POR CLÓVIS GRUNER
Mereceria uma leitura mais cuidadosa o fato de que, mesmo
entre setores da esquerda que atentam para a urgência das pautas identitárias,
a candidatura de Marina Silva não tenha sido nem mesmo cogitada como uma alternativa
ao segundo turno. Não bastasse serem três homens a
protagonizarem as candidaturas de centro esquerda, dois deles, os que disputam nominalmente o voto – Ciro e
Haddad – têm vices mulheres relegadas a um papel coadjuvante.
Os argumentos mais comuns contra Marina são simplistas, quando não
desonestos. Pesa contra ela o apoio a Aécio no segundo turno de 2014, um
equivoco, já que ela podia simplesmente não apoiar nenhuma das candidaturas,
como Luciana Genro. Mas a atitude não me parece mais grave que as alianças
que o PT fez com quase toda a banda podre da política brasileira, incluindo
Michel Temer, escolhido a dedo por Lula para vice de Dilma, por exemplo.
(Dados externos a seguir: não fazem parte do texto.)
use serde::{Deserialize, Serialize};

use crate::infra::{ScreenBounds, Vec2};

#[derive(Debug, Clone, PartialEq, Serialize, Deserialize)]
pub struct PlayerState {
    pub position: Vec2,
    pub velocity: Vec2,
    pub radius: f32,
    /// Remaining lives; one life is lost per hit
    pub lives: u32,
    pub max_lives: u32,
    /// Snapshot time until which further hits are ignored
    pub invulnerable_until: f32,
}

impl PlayerState {
    pub fn new(position: Vec2, max_lives: u32) -> Self {
        Self {
            position,
            velocity: Vec2::ZERO,
            radius: 12.0,
            lives: max_lives,
            max_lives,
            invulnerable_until: 0.0,
        }
    }

    pub fn is_alive(&self) -> bool {
        self.lives > 0
    }

    /// Returns the player after moving with `velocity` for `dt` seconds, kept on screen
    pub fn moved(&self, velocity: Vec2, dt: f32, bounds: &ScreenBounds) -> Self {
        Self {
            position: bounds.clamp(self.position + velocity.scale(dt), self.radius),
            velocity,
            ..self.clone()
        }
    }

    /// Returns the player after taking `hits` hits at time `now`
    pub fn damaged(&self, hits: u32, now: f32, grace: f32) -> Self {
        if hits == 0 || now < self.invulnerable_until {
            return self.clone();
        }
        Self {
            lives: self.lives.saturating_sub(hits),
            invulnerable_until: now + grace,
            ..self.clone()
        }
    }
}

#[cfg(test)]
mod tests {
    use super::*;

    #[test]
    fn test_moved_returns_new_value() {
        let bounds = ScreenBounds::new(100.0, 100.0);
        let player = PlayerState::new(Vec2::new(50.0, 50.0), 3);
        let moved = player.moved(Vec2::new(100.0, 0.0), 0.1, &bounds);

        assert_eq!(player.position, Vec2::new(50.0, 50.0));
        assert!((moved.position.x - 60.0).abs() < 1e-4);
        assert_eq!(moved.velocity, Vec2::new(100.0, 0.0));
    }

    #[test]
    fn test_damage_respects_grace_period() {
        let player = PlayerState::new(Vec2::ZERO, 3);
        let hit = player.damaged(1, 1.0, 0.5);
        assert_eq!(hit.lives, 2);

        let ignored = hit.damaged(1, 1.2, 0.5);
        assert_eq!(ignored.lives, 2);

        let second = hit.damaged(1, 1.6, 0.5);
        assert_eq!(second.lives, 1);
    }
}
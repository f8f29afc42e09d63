use std::time::Duration;

use crate::rl::{CurriculumPhase, EpisodeOutcome};

/// Summary of one agent's block of episodes within a cycle
#[derive(Debug, Clone, PartialEq)]
pub struct BlockSummary {
    pub episodes: usize,
    pub average_reward: f32,
    pub best_reward: f32,
    pub perfect_runs: usize,
    pub phase: CurriculumPhase,
    pub epsilon: f32,
    pub learning_rate: f32,
}

/// Trait for observing training progress
pub trait TrainingObserver: Send {
    /// Called before the first agent of a cycle trains
    fn on_cycle_start(&mut self, cycle: usize, agents: &[String]);

    /// Called when an agent finished its episodes for the cycle
    fn on_agent_block_finished(&mut self, cycle: usize, agent: &str, summary: &BlockSummary);

    /// Called after every training episode
    fn on_episode_finished(&mut self, _agent: &str, _episode: usize, _outcome: &EpisodeOutcome) {
        // Default implementation does nothing
    }

    /// Called when an agent's curriculum moved to a new phase
    fn on_phase_advanced(&mut self, agent: &str, phase: CurriculumPhase);

    /// Called after the roster was written to disk
    fn on_models_persisted(&mut self, saved: usize, failed: usize);

    /// Called when a cycle completed
    fn on_cycle_finished(&mut self, cycle: usize, elapsed: Duration);
}
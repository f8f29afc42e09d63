//! Discrete action spaces and their mapping onto player commands

use serde::{Deserialize, Serialize};

use crate::error::{Result, TrainingError};
use crate::infra::Vec2;

/// Number of movement actions (idle + 8 compass directions)
pub const MOVEMENT_ACTIONS: usize = 9;

/// Number of combat actions (movement actions + 3 fire commands)
pub const COMBAT_ACTIONS: usize = 12;

const DIAGONAL: f32 = std::f32::consts::FRAC_1_SQRT_2;

/// Compass direction unit vectors in action-index order (screen y grows downwards)
const DIRECTIONS: [(f32, f32); 8] = [
    (0.0, -1.0),           // N
    (DIAGONAL, -DIAGONAL), // NE
    (1.0, 0.0),            // E
    (DIAGONAL, DIAGONAL),  // SE
    (0.0, 1.0),            // S
    (-DIAGONAL, DIAGONAL), // SW
    (-1.0, 0.0),           // W
    (-DIAGONAL, -DIAGONAL), // NW
];

static ACTION_NAMES: [&str; COMBAT_ACTIONS] = [
    "idle",
    "north",
    "north-east",
    "east",
    "south-east",
    "south",
    "south-west",
    "west",
    "north-west",
    "shoot-nearest",
    "shoot-target",
    "intercept",
];

/// Fire command attached to an action
#[derive(Debug, Clone, Copy, PartialEq, Eq, Serialize, Deserialize)]
pub enum FireCommand {
    /// Shoot the nearest enemy
    Nearest,
    /// Shoot the enemy closest to the current target marker
    AtTarget,
    /// Shoot down the nearest incoming projectile
    Intercept,
}

/// A decoded action index
#[derive(Debug, Clone, Copy, PartialEq, Serialize, Deserialize)]
pub struct GameAction {
    /// Unit movement direction, zero when idle or firing
    pub direction: Vec2,
    pub fire: Option<FireCommand>,
}

impl GameAction {
    pub fn idle() -> Self {
        Self {
            direction: Vec2::ZERO,
            fire: None,
        }
    }

    /// Velocity for a player moving at `speed`
    pub fn velocity(&self, speed: f32) -> Vec2 {
        self.direction.scale(speed)
    }
}

#[derive(Debug, Clone, Copy, PartialEq, Eq, Hash, Serialize, Deserialize)]
pub enum ActionSpace {
    /// Idle plus 8 directions
    Movement,
    /// Movement plus shoot-nearest, shoot-target and intercept
    Combat,
}

impl ActionSpace {
    pub fn size(&self) -> usize {
        match self {
            ActionSpace::Movement => MOVEMENT_ACTIONS,
            ActionSpace::Combat => COMBAT_ACTIONS,
        }
    }

    /// Decode an action index; indices outside the space are rejected
    pub fn decode(&self, index: usize) -> Result<GameAction> {
        if index >= self.size() {
            return Err(TrainingError::InvalidAction {
                action: index,
                action_count: self.size(),
            });
        }

        let action = match index {
            0 => GameAction::idle(),
            1..=8 => {
                let (x, y) = DIRECTIONS[index - 1];
                GameAction {
                    direction: Vec2::new(x, y),
                    fire: None,
                }
            }
            9 => GameAction {
                direction: Vec2::ZERO,
                fire: Some(FireCommand::Nearest),
            },
            10 => GameAction {
                direction: Vec2::ZERO,
                fire: Some(FireCommand::AtTarget),
            },
            _ => GameAction {
                direction: Vec2::ZERO,
                fire: Some(FireCommand::Intercept),
            },
        };
        Ok(action)
    }

    /// Human-readable action names for debug overlays, indexed like the actions
    pub fn action_names(&self) -> &'static [&'static str] {
        &ACTION_NAMES[..self.size()]
    }
}

#[cfg(test)]
mod tests {
    use super::*;

    #[test]
    fn test_action_space_sizes() {
        assert_eq!(ActionSpace::Movement.size(), 9);
        assert_eq!(ActionSpace::Combat.size(), 12);
        assert_eq!(ActionSpace::Combat.action_names().len(), 12);
    }

    #[test]
    fn test_decode_directions_are_unit_length() {
        for index in 1..=8 {
            let action = ActionSpace::Movement.decode(index).unwrap();
            assert!((action.direction.length() - 1.0).abs() < 1e-5);
            assert!(action.fire.is_none());
        }
        assert_eq!(ActionSpace::Movement.decode(0).unwrap(), GameAction::idle());
    }

    #[test]
    fn test_decode_rejects_out_of_range() {
        assert!(matches!(
            ActionSpace::Movement.decode(9),
            Err(TrainingError::InvalidAction {
                action: 9,
                action_count: 9
            })
        ));
        let intercept = ActionSpace::Combat.decode(11).unwrap();
        assert_eq!(intercept.fire, Some(FireCommand::Intercept));
    }

    #[test]
    fn test_velocity_scales_direction() {
        let east = ActionSpace::Movement.decode(3).unwrap();
        assert_eq!(east.velocity(200.0), Vec2::new(200.0, 0.0));
    }
}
Ela é acusada de ser de direita, mas nada em sua trajetória
passada e presente sustentem isso. Sua aproximação a economistas liberais como
Eduardo Gianetti é supostamente a prova de seu neoliberalismo, dizem os
petistas, olvidados de que Henrique Meireles foi o homem forte da economia nos
governos Lula, que Dilma nomeou Joaquim Levy seu Ministro da Fazenda, e que
Fernando Haddad, mal subiu nas pesquisas, já acena ao também liberal Marcos
Lisboa.
Um debate não polarizado – A lógica vale para a acusação de
que, evangélica, Marina fará um governo “conservador nos costumes”, como se as
administrações anteriores, incluindo e principalmente as do PT, tivessem
assegurado a plena laicidade do Estado. Até prova em contrário, o Estado laico
está menos fragilizado com a orientação religiosa de Marina, do que estava
quando Lula nomeou pastores da IURD como ministros ou Dilma rifou a Comissão de
Direitos Humanos, abrindo as portas para que Marco Feliciano assumisse sua
presidência.
O seu programa de governo, por outro lado, reafirma o que
Marina efetivamente representa: uma candidatura de centro esquerda, com as pautas,
os limites e as possibilidades atinentes a uma candidatura de centro esquerda. Suas
propostas em áreas como educação, cultura e direitos humanos, por exemplo, não diferem
substancialmente do que propõem Lula/Haddad e Ciro, e mesmo avançam em alguns pontos.
Seu alegado liberalismo não a impede de defender os investimentos
públicos como um dos fatores para alavancar a economia, ou a não privatização
da Petrobras, do Banco do Brasil e da Caixa Econômica. Além disso, ela mantém
uma relativa autonomia frente aos grupos políticos que disputam hoje a
presidência baseados na polarização extrema, uma maldição que não poupou o PSOL
e, tampouco, Ciro. Com Marina, penso que teríamos a chance de algum debate
racional, e poderíamos fazer nossa escolha baseados em outros critérios que não
o ódio ou o medo.
***
Post Scriptum: Braziliansplaining – Na semana passada, ainda com o 7 a 1 da
Copa de 2014 atravessado na garganta, brasileiros decidiram acertar as contas numa seara onde somos craques: a história alemã.
Um vídeo publicado pela Embaixada da Alemanha mobilizou nossos melhores atletas, que entraram em campo decididos a explicar
aos alemães que o holocausto não existiu e que o nazismo é, sim, de esquerda.
Como aparentemente nem a Alemanha é suficiente para
convencer nossa direita pouco esclarecida, vou tentar com o próprio Adolf Hitler. Em entrevista concedida em 1923 ao escritor alemão George
Sylvester Viereck, publicada anos depois pela conservadora “Liberty”, e
acessível aos leitores coevos no site do inglês “The Guardian”, Hitler explica
o que entende por socialismo, sua relação com a noção de raça ariana e porque o
nazismo não era um movimento de esquerda.
Em um dado momento, para enfatizar seu ponto
de vista e o que o separava do marxismo e dos bolcheviques, o líder alemão
sentencia: “Nós poderíamos ter nos chamado de Partido Liberal”. Como
historiador, posso assegurar que Hitler estava equivocado: não há muito de
liberal ou do liberalismo no Partido Nazista. Por outro lado, e os
comentaristas anônimos desse blog não cansam de me lembrar, a palavra de um
historiador, no Brasil de hoje, não vale nada.